Visualization with Higher-is-Better Metrics#

For metrics where higher values are better (like R²), use the lower_is_better=False parameter:

import pandas as pd
import matplotlib.pyplot as plt
from tab_right.plotting import plot_single_segmentation_mp

# Create a DataFrame with example R² values by segment
r2_segments = pd.DataFrame({
    'segment_id': [0, 1, 2, 3],
    'segment_name': ['Age < 30', '30 ≤ Age < 50', '50 ≤ Age < 65', 'Age ≥ 65'],
    'score': [0.82, 0.91, 0.76, 0.68]  # R² values (higher is better)
})

# Plot with lower_is_better=False for R²
plot_single_segmentation_mp(r2_segments, lower_is_better=False)
plt.title("R² by Age Segment")
plt.show()

(Source code, png, hires.png, pdf)

../_images/seg_calc-2.png

Interactive Visualization with Plotly#

Tab-right also supports Plotly for interactive visualizations:

from tab_right.plotting import plot_single_segmentation

# Create interactive visualization
fig = plot_single_segmentation(segments)
fig.show()  # Opens in browser or notebook

Key Steps for Segmentation Analysis#

  1. Group your data by segments using pandas’ groupby function

  2. Create segment names for better interpretation of results

  3. Initialize SegmentationCalc with the grouped data

  4. Apply a metric function to calculate segment scores

  5. Visualize the results using plot_single_segmentation_mp (matplotlib) or plot_single_segmentation (Plotly)

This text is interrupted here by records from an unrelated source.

struct App {
    /// Connection to the running session.
    handle: SessionHandle,
    /// Walls, fetched once.
    maze: Arc<Maze>,
    /// Latest state copy used for drawing.
    snapshot: SessionSnapshot,
    events: broadcast::Receiver<SessionEvent>,
    /// Most recent event descriptions, newest last.
    messages: VecDeque<String>,
    /// Noise fed to the pursuers' sound gate.
    sound: SharedSoundLevel,
    scream_level: f64,
    scream_until: Option<Instant>,
    /// Flag to control the main loop.
    should_quit: bool,
}

impl App {
    async fn new(config: &GameConfig) -> Result<Self> {
        let sound = SharedSoundLevel::new();
        let handle = spawn_session(config, Box::new(sound.clone()))?;
        let events = handle.subscribe();
        let snapshot = handle.snapshot().await?;
        info!(?config, "session started");

        Ok(App {
            maze: handle.maze(),
            handle,
            snapshot,
            events,
            messages: VecDeque::with_capacity(MESSAGE_LINES),
            sound,
            scream_level: config.scare_threshold * 2.0 + 1.0,
            scream_until: None,
            should_quit: false,
        })
    }

    /// Pulls pending events and a fresh snapshot from the session.
    async fn refresh(&mut self) -> Result<()> {
        loop {
            match self.events.try_recv() {
                Ok(event) => {
                    if let Some(message) = describe(&event) {
                        self.push_message(message);
                    }
                }
                Err(TryRecvError::Lagged(missed)) => {
                    self.push_message(format!("({missed} events skipped)"));
                }
                Err(TryRecvError::Empty | TryRecvError::Closed) => break,
            }
        }

        if self.scream_until.is_some_and(|until| Instant::now() >= until) {
            self.scream_until = None;
            self.sound.set(0.0);
        }

        self.snapshot = self.handle.snapshot().await?;
        Ok(())
    }

    async fn on_key(&mut self, code: KeyCode) -> Result<()> {
        use cop_maze_core::Direction as Heading;

        let heading = match code {
            KeyCode::Char('q') | KeyCode::Esc => {
                self.quit();
                return Ok(());
            }
            KeyCode::Char('k') => {
                if !self.handle.apply_key().await? {
                    self.push_message("The key is not usable yet.".to_string());
                }
                return Ok(());
            }
            KeyCode::Char(' ') => {
                self.scream();
                return Ok(());
            }
            KeyCode::Left | KeyCode::Char('a') => Heading::Left,
            KeyCode::Right | KeyCode::Char('d') => Heading::Right,
            KeyCode::Up | KeyCode::Char('w') => Heading::Up,
            KeyCode::Down | KeyCode::Char('s') => Heading::Down,
            _ => return Ok(()),
        };
        self.handle.move_character(heading).await?;
        Ok(())
    }

    fn scream(&mut self) {
        self.sound.set(self.scream_level);
        self.scream_until = Some(Instant::now() + SCREAM_DURATION);
    }

    fn push_message(&mut self, message: String) {
        if self.messages.len() == MESSAGE_LINES {
            self.messages.pop_front();
        }
        self.messages.push_back(message);
    }

    /// Sets the quit flag.
    fn quit(&mut self) {
        self.should_quit = true;
    }
}

/// Human readable line for the message panel. Pursuer steps are too
/// frequent to be worth showing.
fn describe(event: &SessionEvent) -> Option<String> {
    let message = match event {
        SessionEvent::CharacterMoved { .. } | SessionEvent::PursuerMoved { .. } => return None,
        SessionEvent::GemCollected { remaining: 0, .. } => "Last gem collected!".to_string(),
        SessionEvent::GemCollected { remaining, .. } => {
            format!("Gem collected, {remaining} to go.")
        }
        SessionEvent::KeyRevealed { position } => {
            format!("A key appeared at ({}, {}).", position.x, position.y)
        }
        SessionEvent::KeyPickedUp => "You picked up the key.".to_string(),
        SessionEvent::DoorOpened => "The door is open.".to_string(),
        SessionEvent::PursuersScared { level } => format!("The cops freeze ({level:.0})."),
        SessionEvent::OutcomeChanged { outcome } => match outcome {
            GameOutcome::Won => "You escaped!".to_string(),
            GameOutcome::Lost => "Caught!".to_string(),
            GameOutcome::InProgress => return None,
        },
    };
    Some(message)
}

#[tokio::main]
async fn main() -> Result<()> {
    // Parse command line arguments
    let args = Args::parse();
    if let Some(path) = &args.log_file {
        setup_logging(path)?;
    }
    let config = args.config();
    config.validate()?;

    // Create the session before touching the terminal so errors print normally
    let mut app = App::new(&config).await?;

    let mut terminal = setup_terminal()?;
    let result = run_app(&mut terminal, &mut app).await;
    restore_terminal(&mut terminal)?;
    result?;

    match app.snapshot.outcome {
        GameOutcome::Won => println!("{} escaped the maze.", app.snapshot.character.name),
        GameOutcome::Lost => println!("{} was caught.", app.snapshot.character.name),
        GameOutcome::InProgress => {}
    }
    Ok(())
}

/// File-only logging; writing to stderr would corrupt the alternate screen.
fn setup_logging(path: &Path) -> Result<()> {
    let file = File::create(path)?;
    let env_filter = EnvFilter::try_from_default_env().unwrap_or_else(|_| EnvFilter::new("info"));
    let file_layer = tracing_subscriber::fmt::layer()
        .with_writer(Mutex::new(file))
        .with_ansi(false);
    tracing_subscriber::registry()
        .with(env_filter)
        .with(file_layer)
        .init();
    info!(log_file = %path.display(), "logging initialized");
    Ok(())
}

/// Configures the terminal for TUI interaction.
fn setup_terminal() -> Result<Terminal<CrosstermBackend<Stdout>>> {
    let mut stdout = io::stdout();
    enable_raw_mode()?;
    execute!(stdout, EnterAlternateScreen, EnableMouseCapture)?;
    let backend = CrosstermBackend::new(stdout);
    Terminal::new(backend).map_err(Into::into)
}

/// Restores the terminal to its original state.
fn restore_terminal(terminal: &mut Terminal<CrosstermBackend<Stdout>>) -> Result<()> {
    disable_raw_mode()?;
    execute!(
        terminal.backend_mut(),
        LeaveAlternateScreen,
        DisableMouseCapture
    )?;
    terminal.show_cursor()?;
    Ok(())
}

/// Runs the main loop of the TUI application. Pursuers move on the
/// session's own ticker; this loop only draws and forwards keys.
async fn run_app(terminal: &mut Terminal<CrosstermBackend<Stdout>>, app: &mut App) -> Result<()> {
    let frame_rate = Duration::from_millis(50);

    loop {
        app.refresh().await?;
        terminal.draw(|f| ui(f, app))?;

        // Keep the runtime's other tasks scheduled while this thread waits.
        if tokio::task::block_in_place(|| crossterm::event::poll(frame_rate))? {
            if let Event::Key(key) = event::read()? {
                if key.kind == KeyEventKind::Press {
                    app.on_key(key.code).await?;
                }
            }
        }

        if app.should_quit {
            break;
        }
    }
    app.handle.shutdown().await?;
    Ok(())
}

/// Renders the user interface.
fn ui(frame: &mut Frame, app: &App) {
    let main_layout = Layout::default()
        .direction(Direction::Vertical)
        .constraints([
            Constraint::Min(0),                           // Map and status
            Constraint::Length(MESSAGE_LINES as u16 + 2), // Message log
            Constraint::Length(2),                        // Help
        ])
        .split(frame.area());
    let top = Layout::default()
        .direction(Direction::Horizontal)
        .constraints([Constraint::Percentage(70), Constraint::Percentage(30)])
        .split(main_layout[0]);

    render_map(frame, top[0], &app.maze, &app.snapshot);
    render_status(frame, top[1], app);

    let messages: Vec<ListItem> = app
        .messages
        .iter()
        .map(|m| ListItem::new(m.as_str()))
        .collect();
    let log =
        List::new(messages).block(Block::default().borders(Borders::ALL).title("Messages"));
    frame.render_widget(log, main_layout[1]);

    let help_text = Paragraph::new(
        "Arrows/WASD move, 'k' use key, space scream, 'q' or 'Esc' quit.",
    )
    .alignment(Alignment::Center)
    .block(Block::default().borders(Borders::TOP));
    frame.render_widget(help_text, main_layout[2]);
}

/// Renders the character, gems, key and pursuer state.
fn render_status(frame: &mut Frame, area: Rect, app: &App) {
    let snapshot = &app.snapshot;
    let character = &snapshot.character;
    let key_state = if snapshot.key.collected {
        "used"
    } else if character.has_key {
        "carried"
    } else if snapshot.key.visible {
        "visible"
    } else {
        "hidden"
    };
    let outcome = match snapshot.outcome {
        GameOutcome::InProgress => Span::raw("running"),
        GameOutcome::Won => Span::styled("escaped", Style::default().fg(Color::Green).bold()),
        GameOutcome::Lost => Span::styled("caught", Style::default().fg(Color::Red).bold()),
    };

    let mut lines = vec![
        Line::from(format!("Name: {}", character.name)),
        Line::from(format!(
            "Pos: ({}, {})",
            character.position.x, character.position.y
        )),
        Line::from(format!(
            "Gems: {}/{}",
            character.owned_gems,
            snapshot.gems.len()
        )),
        Line::from(format!("Key: {key_state}")),
        Line::from(format!(
            "Door: {}",
            if snapshot.door.opened { "open" } else { "locked" }
        )),
        Line::from(vec![Span::raw("Status: "), outcome]),
        Line::from(format!("Noise: {:.0}", app.sound.get())),
    ];
    for (index, pursuer) in snapshot.pursuers.iter().enumerate() {
        let phase = match pursuer.phase(snapshot.window) {
            PursuerPhase::Chase => "chasing",
            PursuerPhase::Return => "returning",
        };
        lines.push(Line::from(format!("Cop {}: {phase}", index + 1)));
    }

    let status =
        Paragraph::new(lines).block(Block::default().borders(Borders::ALL).title("Status"));
    frame.render_widget(status, area);
}

/// Renders the maze with each cell two columns wide.
fn render_map(frame: &mut Frame, area: Rect, maze: &Maze, snapshot: &SessionSnapshot) {
    use cop_maze_core::{Direction as Heading, Position as Cell};

    let wall = Style::default().fg(Color::DarkGray);
    let mut lines: Vec<Line> = Vec::with_capacity(maze.height() * 2 + 1);

    for y in 0..maze.height() {
        let mut top: Vec<Span> = Vec::with_capacity(maze.width() * 2 + 1);
        let mut middle: Vec<Span> = Vec::with_capacity(maze.width() * 2 + 1);
        for x in 0..maze.width() {
            let cell = Cell::new(x, y);
            top.push(Span::styled("+", wall));
            top.push(Span::styled(
                if maze.has_wall(cell, Heading::Up) { "--" } else { "  " },
                wall,
            ));
            middle.push(Span::styled(
                if maze.has_wall(cell, Heading::Left) { "|" } else { " " },
                wall,
            ));
            middle.push(cell_span(cell, snapshot));
        }
        top.push(Span::styled("+", wall));
        let last = Cell::new(maze.width() - 1, y);
        middle.push(Span::styled(
            if maze.has_wall(last, Heading::Right) { "|" } else { " " },
            wall,
        ));
        lines.push(Line::from(top));
        lines.push(Line::from(middle));
    }

    let mut bottom: Vec<Span> = Vec::with_capacity(maze.width() * 2 + 1);
    for x in 0..maze.width() {
        let cell = Cell::new(x, maze.height() - 1);
        bottom.push(Span::styled("+", wall));
        bottom.push(Span::styled(
            if maze.has_wall(cell, Heading::Down) { "--" } else { "  " },
            wall,
        ));
    }
    bottom.push(Span::styled("+", wall));
    lines.push(Line::from(bottom));

    let map_paragraph = Paragraph::new(lines)
        .block(Block::default().title("Cop Maze").borders(Borders::ALL))
        .alignment(Alignment::Center);

    frame.render_widget(map_paragraph, area);
}
use serde::{Deserialize, Serialize};

pub mod config;
pub mod error;
pub mod generator;
pub mod handle;
pub mod map;
pub mod maze;
pub mod pathfinding;
pub mod placement;
pub mod pursuer;
pub mod scheduler;
pub mod session;
pub mod sound;
pub mod worker;

pub use config::{Difficulty, GameConfig};
pub use error::{ConfigError, PlacementError, SessionError};
pub use handle::{SessionHandle, spawn_session};
pub use maze::Maze;
pub use session::{GameOutcome, GameSession, SessionEvent, SessionSnapshot};

/// Identifier of a gem, its index in the session's gem list.
pub type GemId = usize;

/// Represents a 2D coordinate.
#[derive(Debug, Clone, Copy, PartialEq, Eq, Hash, Default, Serialize, Deserialize)]
pub struct Position {
    pub x: usize,
    pub y: usize,
}

impl Position {
    pub const fn new(x: usize, y: usize) -> Self {
        Self { x, y }
    }

    /// Returns manhattan distance between two positions
    pub fn manhattan_distance(&self, other: &Position) -> usize {
        self.x.abs_diff(other.x) + self.y.abs_diff(other.y)
    }

    /// Moves one cell in `direction`, returning `None` when the step would
    /// leave a `width` x `height` grid.
    pub fn step(&self, direction: Direction, width: usize, height: usize) -> Option<Position> {
        let (dx, dy) = direction.offset();
        let x = self.x.checked_add_signed(dx)?;
        let y = self.y.checked_add_signed(dy)?;
        (x < width && y < height).then_some(Position { x, y })
    }
}

/// One of the four orthogonal directions. `Up` decreases `y`.
#[derive(Debug, Clone, Copy, PartialEq, Eq, Hash, Serialize, Deserialize)]
pub enum Direction {
    Left,
    Down,
    Right,
    Up,
}

impl Direction {
    pub const ALL: [Direction; 4] = [
        Direction::Left,
        Direction::Down,
        Direction::Right,
        Direction::Up,
    ];

    pub fn offset(self) -> (isize, isize) {
        match self {
            Direction::Left => (-1, 0),
            Direction::Down => (0, 1),
            Direction::Right => (1, 0),
            Direction::Up => (0, -1),
        }
    }

    pub fn opposite(self) -> Direction {
        match self {
            Direction::Left => Direction::Right,
            Direction::Down => Direction::Up,
            Direction::Right => Direction::Left,
            Direction::Up => Direction::Down,
        }
    }

    /// Direction of the step from `from` to an orthogonally adjacent `to`.
    pub fn between(from: Position, to: Position) -> Option<Direction> {
        let dx = to.x as isize - from.x as isize;
        let dy = to.y as isize - from.y as isize;
        match (dx, dy) {
            (-1, 0) => Some(Direction::Left),
            (0, 1) => Some(Direction::Down),
            (1, 0) => Some(Direction::Right),
            (0, -1) => Some(Direction::Up),
            _ => None,
        }
    }
}

#[cfg(test)]
mod tests {
    use super::*;

    #[test]
    fn step_is_clamped_to_the_grid() {
        let origin = Position::new(0, 0);
        assert_eq!(origin.step(Direction::Left, 3, 3), None);
        assert_eq!(origin.step(Direction::Up, 3, 3), None);
        assert_eq!(origin.step(Direction::Right, 3, 3), Some(Position::new(1, 0)));
        assert_eq!(origin.step(Direction::Down, 3, 3), Some(Position::new(0, 1)));
        assert_eq!(Position::new(2, 2).step(Direction::Right, 3, 3), None);
    }

    #[test]
    fn between_inverts_step() {
        let from = Position::new(4, 4);
        for direction in Direction::ALL {
            let to = from.step(direction, 10, 10).unwrap();
            assert_eq!(Direction::between(from, to), Some(direction));
            assert_eq!(Direction::between(to, from), Some(direction.opposite()));
        }
        assert_eq!(Direction::between(from, Position::new(6, 4)), None);
    }

    #[test]
    fn manhattan_distance_is_symmetric() {
        let a = Position::new(1, 7);
        let b = Position::new(4, 2);
        assert_eq!(a.manhattan_distance(&b), 8);
        assert_eq!(b.manhattan_distance(&a), 8);
    }
}
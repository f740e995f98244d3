use std::fmt;

use bitflags::bitflags;
use serde::{Deserialize, Serialize};

use crate::{
    Direction, Position,
    map::{Grid, GridError},
};

bitflags! {
    /// Open edges of a single maze cell.
    ///
    /// A set bit means the wall on that side has been carved away. A freshly
    /// created cell has no bits set and is enclosed on all four sides.
    #[derive(Clone, Copy, Debug, PartialEq, Eq, Hash, Default, Serialize, Deserialize)]
    pub struct CellFlags: u8 {
        const LEFT   = 1 << 0;
        const BOTTOM = 1 << 1;
        const RIGHT  = 1 << 2;
        const TOP    = 1 << 3;
    }
}

impl CellFlags {
    pub fn from_direction(direction: Direction) -> Self {
        match direction {
            Direction::Left => CellFlags::LEFT,
            Direction::Down => CellFlags::BOTTOM,
            Direction::Right => CellFlags::RIGHT,
            Direction::Up => CellFlags::TOP,
        }
    }
}

/// A wall segment identified by the cell it belongs to and the side it is on.
pub type Wall = (Position, Direction);

/// The wall grid of a maze.
///
/// Wall openness is kept symmetric: whenever an interior wall is opened the
/// neighbouring cell gets the mirrored flag in the same call. Only border
/// walls, which have no neighbour, are ever open on a single side.
#[derive(Debug, Clone, PartialEq, Eq, Serialize, Deserialize)]
pub struct Maze {
    cells: Grid<CellFlags>,
}

impl Maze {
    /// Creates a maze where every wall is closed.
    pub fn new(width: usize, height: usize) -> Self {
        Maze {
            cells: Grid::new(width, height),
        }
    }

    #[inline]
    pub fn width(&self) -> usize {
        self.cells.width()
    }

    #[inline]
    pub fn height(&self) -> usize {
        self.cells.height()
    }

    /// Total number of cells.
    #[inline]
    pub fn cell_count(&self) -> usize {
        self.cells.len()
    }

    #[inline]
    pub fn contains(&self, pos: Position) -> bool {
        self.cells.is_valid(pos)
    }

    /// Open-edge flags of the cell at `pos`.
    pub fn flags(&self, pos: Position) -> Option<CellFlags> {
        self.cells.get(pos).copied()
    }

    /// Returns true when the wall on side `direction` of `pos` is closed.
    /// Positions outside the grid are treated as solid.
    pub fn has_wall(&self, pos: Position, direction: Direction) -> bool {
        match self.cells.get(pos) {
            Some(flags) => !flags.contains(CellFlags::from_direction(direction)),
            None => true,
        }
    }

    #[inline]
    pub fn is_open(&self, pos: Position, direction: Direction) -> bool {
        !self.has_wall(pos, direction)
    }

    /// The in-grid cell adjacent to `pos` on side `direction`.
    pub fn neighbor(&self, pos: Position, direction: Direction) -> Option<Position> {
        pos.step(direction, self.width(), self.height())
    }

    /// Opens the wall on side `direction` of `pos`.
    ///
    /// Sets the flag on `pos` and the opposite flag on the neighbour together.
    /// A border wall is opened outward on `pos` only. Returns the neighbour,
    /// if any.
    pub fn open_wall(
        &mut self,
        pos: Position,
        direction: Direction,
    ) -> Result<Option<Position>, GridError> {
        if !self.contains(pos) {
            return Err(self.cells.out_of_bounds(pos));
        }
        let neighbor = self.neighbor(pos, direction);
        self.cells[pos].insert(CellFlags::from_direction(direction));
        if let Some(next) = neighbor {
            self.cells[next].insert(CellFlags::from_direction(direction.opposite()));
        }
        Ok(neighbor)
    }

    /// In-grid neighbours of `pos` reachable through an open wall.
    pub fn passable_neighbors(&self, pos: Position) -> impl Iterator<Item = Position> + '_ {
        Direction::ALL.into_iter().filter_map(move |direction| {
            if self.is_open(pos, direction) {
                self.neighbor(pos, direction)
            } else {
                None
            }
        })
    }

    /// Every interior edge exactly once, named by its left or upper cell.
    pub fn interior_walls(&self) -> impl Iterator<Item = Wall> + '_ {
        let (width, height) = (self.width(), self.height());
        self.cells.positions().flat_map(move |pos| {
            let right = (pos.x + 1 < width).then_some((pos, Direction::Right));
            let down = (pos.y + 1 < height).then_some((pos, Direction::Down));
            right.into_iter().chain(down)
        })
    }

    /// Number of interior edges that are open.
    pub fn open_interior_edges(&self) -> usize {
        self.interior_walls()
            .filter(|&(pos, direction)| self.is_open(pos, direction))
            .count()
    }

    /// Interior walls that are still closed.
    pub fn closed_interior_walls(&self) -> Vec<Wall> {
        self.interior_walls()
            .filter(|&(pos, direction)| self.has_wall(pos, direction))
            .collect()
    }

    /// All `2 * (width + height)` wall segments on the outer boundary.
    pub fn border_walls(&self) -> Vec<Wall> {
        let (width, height) = (self.width(), self.height());
        if width == 0 || height == 0 {
            return Vec::new();
        }
        let mut walls = Vec::with_capacity(2 * (width + height));
        for x in 0..width {
            walls.push((Position { x, y: 0 }, Direction::Up));
            walls.push((Position { x, y: height - 1 }, Direction::Down));
        }
        for y in 0..height {
            walls.push((Position { x: 0, y }, Direction::Left));
            walls.push((Position { x: width - 1, y }, Direction::Right));
        }
        walls
    }

    /// Border wall segments that have been opened, i.e. the exits.
    pub fn border_openings(&self) -> Vec<Wall> {
        self.border_walls()
            .into_iter()
            .filter(|&(pos, direction)| self.is_open(pos, direction))
            .collect()
    }
}

/// Renders the walls as `+--+` / `|` box drawing, one text row for the top
/// walls of each maze row and one for its side walls.
impl fmt::Display for Maze {
    fn fmt(&self, f: &mut fmt::Formatter<'_>) -> fmt::Result {
        let (width, height) = (self.width(), self.height());
        if width == 0 || height == 0 {
            return Ok(());
        }
        for y in 0..height {
            for x in 0..width {
                let top = if self.has_wall(Position { x, y }, Direction::Up) {
                    "--"
                } else {
                    "  "
                };
                write!(f, "+{top}")?;
            }
            writeln!(f, "+")?;
            for x in 0..width {
                let left = if self.has_wall(Position { x, y }, Direction::Left) {
                    '|'
                } else {
                    ' '
                };
                write!(f, "{left}  ")?;
            }
            let right = if self.has_wall(Position { x: width - 1, y }, Direction::Right) {
                '|'
            } else {
                ' '
            };
            writeln!(f, "{right}")?;
        }
        for x in 0..width {
            let bottom = if self.has_wall(Position { x, y: height - 1 }, Direction::Down) {
                "--"
            } else {
                "  "
            };
            write!(f, "+{bottom}")?;
        }
        writeln!(f, "+")
    }
}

This workflow makes it easy to identify segments where your model performs differently, helping you understand where improvements are needed.

Key Benefits of Using tab-right for Segmentation#

  • Standardized API: Consistent interface for all segmentation analyses

  • Automatic handling of missing values: Robust processing of incomplete data

  • Support for multiple metrics: Easy comparison across various evaluation metrics

  • Flexible visualization options: Both static and interactive plotting

  • Compatible with scikit-learn: Works with any scikit-learn compatible metric function

Tab-right’s segmentation functionality helps you understand where your model performs well and where it needs improvement, enabling targeted model enhancements and better decision-making.